> [Problem to solve]: Look through the entries below and report every line that has "TrackerBuilder".

(Stored items)
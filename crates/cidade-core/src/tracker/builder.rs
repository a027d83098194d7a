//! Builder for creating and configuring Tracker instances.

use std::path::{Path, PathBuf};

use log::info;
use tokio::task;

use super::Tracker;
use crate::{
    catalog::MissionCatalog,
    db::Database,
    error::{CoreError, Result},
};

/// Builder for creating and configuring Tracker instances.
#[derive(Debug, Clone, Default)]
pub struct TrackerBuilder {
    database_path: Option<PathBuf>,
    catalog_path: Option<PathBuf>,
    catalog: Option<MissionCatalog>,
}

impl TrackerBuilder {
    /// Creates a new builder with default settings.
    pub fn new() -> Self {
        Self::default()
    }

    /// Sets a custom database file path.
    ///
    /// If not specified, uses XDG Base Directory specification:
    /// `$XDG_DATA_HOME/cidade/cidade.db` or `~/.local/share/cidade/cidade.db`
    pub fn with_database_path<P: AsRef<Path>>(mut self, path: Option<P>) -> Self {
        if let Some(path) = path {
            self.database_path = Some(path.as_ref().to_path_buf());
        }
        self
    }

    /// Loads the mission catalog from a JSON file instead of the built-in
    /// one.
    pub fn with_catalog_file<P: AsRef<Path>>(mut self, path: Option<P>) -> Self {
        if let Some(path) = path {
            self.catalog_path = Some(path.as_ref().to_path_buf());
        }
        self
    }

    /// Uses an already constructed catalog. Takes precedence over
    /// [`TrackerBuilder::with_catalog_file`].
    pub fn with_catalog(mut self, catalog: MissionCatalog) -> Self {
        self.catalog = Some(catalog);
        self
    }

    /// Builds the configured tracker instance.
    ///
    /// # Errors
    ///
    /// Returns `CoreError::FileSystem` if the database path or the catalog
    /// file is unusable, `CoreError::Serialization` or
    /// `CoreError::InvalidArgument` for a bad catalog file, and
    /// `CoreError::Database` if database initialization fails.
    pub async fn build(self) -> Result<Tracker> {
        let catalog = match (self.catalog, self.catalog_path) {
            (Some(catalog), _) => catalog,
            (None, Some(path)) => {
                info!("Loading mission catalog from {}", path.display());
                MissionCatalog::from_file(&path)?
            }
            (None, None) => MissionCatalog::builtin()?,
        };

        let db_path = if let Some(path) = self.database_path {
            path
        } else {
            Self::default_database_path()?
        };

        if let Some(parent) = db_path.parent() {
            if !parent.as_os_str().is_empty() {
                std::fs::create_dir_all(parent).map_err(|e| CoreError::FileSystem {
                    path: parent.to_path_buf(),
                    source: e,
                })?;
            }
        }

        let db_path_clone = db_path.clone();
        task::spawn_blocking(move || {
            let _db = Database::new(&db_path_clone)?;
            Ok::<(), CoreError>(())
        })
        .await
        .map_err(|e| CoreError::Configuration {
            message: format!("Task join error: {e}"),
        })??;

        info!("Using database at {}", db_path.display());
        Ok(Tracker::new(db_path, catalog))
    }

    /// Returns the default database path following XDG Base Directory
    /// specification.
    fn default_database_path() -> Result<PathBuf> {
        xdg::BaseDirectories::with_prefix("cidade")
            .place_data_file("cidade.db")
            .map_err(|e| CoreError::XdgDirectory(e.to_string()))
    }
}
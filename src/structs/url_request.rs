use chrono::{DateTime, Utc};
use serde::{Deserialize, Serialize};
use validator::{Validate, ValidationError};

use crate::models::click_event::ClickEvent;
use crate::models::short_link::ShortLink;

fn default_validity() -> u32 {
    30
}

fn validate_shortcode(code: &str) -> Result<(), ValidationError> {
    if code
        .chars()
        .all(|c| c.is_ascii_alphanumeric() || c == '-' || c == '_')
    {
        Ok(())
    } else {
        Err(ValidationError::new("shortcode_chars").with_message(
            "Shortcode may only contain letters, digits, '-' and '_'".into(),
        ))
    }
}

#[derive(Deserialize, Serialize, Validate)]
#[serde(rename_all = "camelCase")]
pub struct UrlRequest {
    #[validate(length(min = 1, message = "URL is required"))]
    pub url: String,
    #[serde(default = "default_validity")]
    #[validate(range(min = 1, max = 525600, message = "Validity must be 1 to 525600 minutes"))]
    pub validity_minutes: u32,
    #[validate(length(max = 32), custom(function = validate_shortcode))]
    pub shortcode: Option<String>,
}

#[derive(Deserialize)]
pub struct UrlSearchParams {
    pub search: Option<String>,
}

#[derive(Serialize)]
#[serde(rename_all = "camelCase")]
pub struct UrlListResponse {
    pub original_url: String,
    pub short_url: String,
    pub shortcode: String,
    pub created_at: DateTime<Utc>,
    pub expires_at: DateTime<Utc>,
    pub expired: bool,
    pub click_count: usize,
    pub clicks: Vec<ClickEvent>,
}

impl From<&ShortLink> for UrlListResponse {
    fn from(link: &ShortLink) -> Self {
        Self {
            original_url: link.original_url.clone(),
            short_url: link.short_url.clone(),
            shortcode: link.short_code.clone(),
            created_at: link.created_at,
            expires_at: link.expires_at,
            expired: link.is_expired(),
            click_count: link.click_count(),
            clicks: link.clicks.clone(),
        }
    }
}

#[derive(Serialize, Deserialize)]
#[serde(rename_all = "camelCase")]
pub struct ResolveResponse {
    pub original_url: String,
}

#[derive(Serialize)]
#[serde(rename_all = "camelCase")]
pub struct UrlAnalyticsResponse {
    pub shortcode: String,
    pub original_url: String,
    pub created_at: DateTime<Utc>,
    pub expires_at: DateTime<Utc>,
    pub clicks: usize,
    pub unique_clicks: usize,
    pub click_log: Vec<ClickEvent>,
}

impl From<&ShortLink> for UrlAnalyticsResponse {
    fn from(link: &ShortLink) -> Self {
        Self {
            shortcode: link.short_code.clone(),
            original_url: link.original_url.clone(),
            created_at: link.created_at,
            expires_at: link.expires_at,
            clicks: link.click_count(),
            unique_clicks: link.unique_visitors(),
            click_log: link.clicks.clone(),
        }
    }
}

> [Response box]:
pub struct TrackerBuilder {
impl TrackerBuilder {
    /// [`TrackerBuilder::with_catalog_file`].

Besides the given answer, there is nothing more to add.